== Exercise description ==
Extract exactly and only the lines of the data below, starting at the line with "pub struct IngestionLog" and stopping after the final line.

Saved entries:
--------------------------------------------------

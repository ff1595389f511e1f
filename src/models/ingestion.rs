use chrono::{DateTime, Utc};
use serde::{Deserialize, Serialize};

/// Record of one CSV ingestion run on the server.
#[derive(Serialize, Deserialize, Debug, Clone, PartialEq)]
pub struct IngestionLog {
    pub id: u64,
    pub filename: String,
    pub records_processed: i64,
    pub errors: Option<String>,
    pub ingested_at: DateTime<Utc>,
}
//! The authenticated request gateway: every API call goes through here.

pub mod error;
pub mod gateway;
pub mod request;
pub mod transport;

pub use error::GatewayError;
pub use gateway::AuthGateway;
pub use request::{ApiRequest, ApiResponse, FilePart, RequestBody, RequestContext};
pub use transport::{build_client, HttpTransport, Transport, TransportError};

--------------------------------------------------

== Solution to the problem ==
pub struct IngestionLog {
    pub id: u64,
    pub filename: String,
    pub records_processed: i64,
    pub errors: Option<String>,
    pub ingested_at: DateTime<Utc>,
}
//! The authenticated request gateway: every API call goes through here.

pub mod error;
pub mod gateway;
pub mod request;
pub mod transport;

pub use error::GatewayError;
pub use gateway::AuthGateway;
pub use request::{ApiRequest, ApiResponse, FilePart, RequestBody, RequestContext};
pub use transport::{build_client, HttpTransport, Transport, TransportError};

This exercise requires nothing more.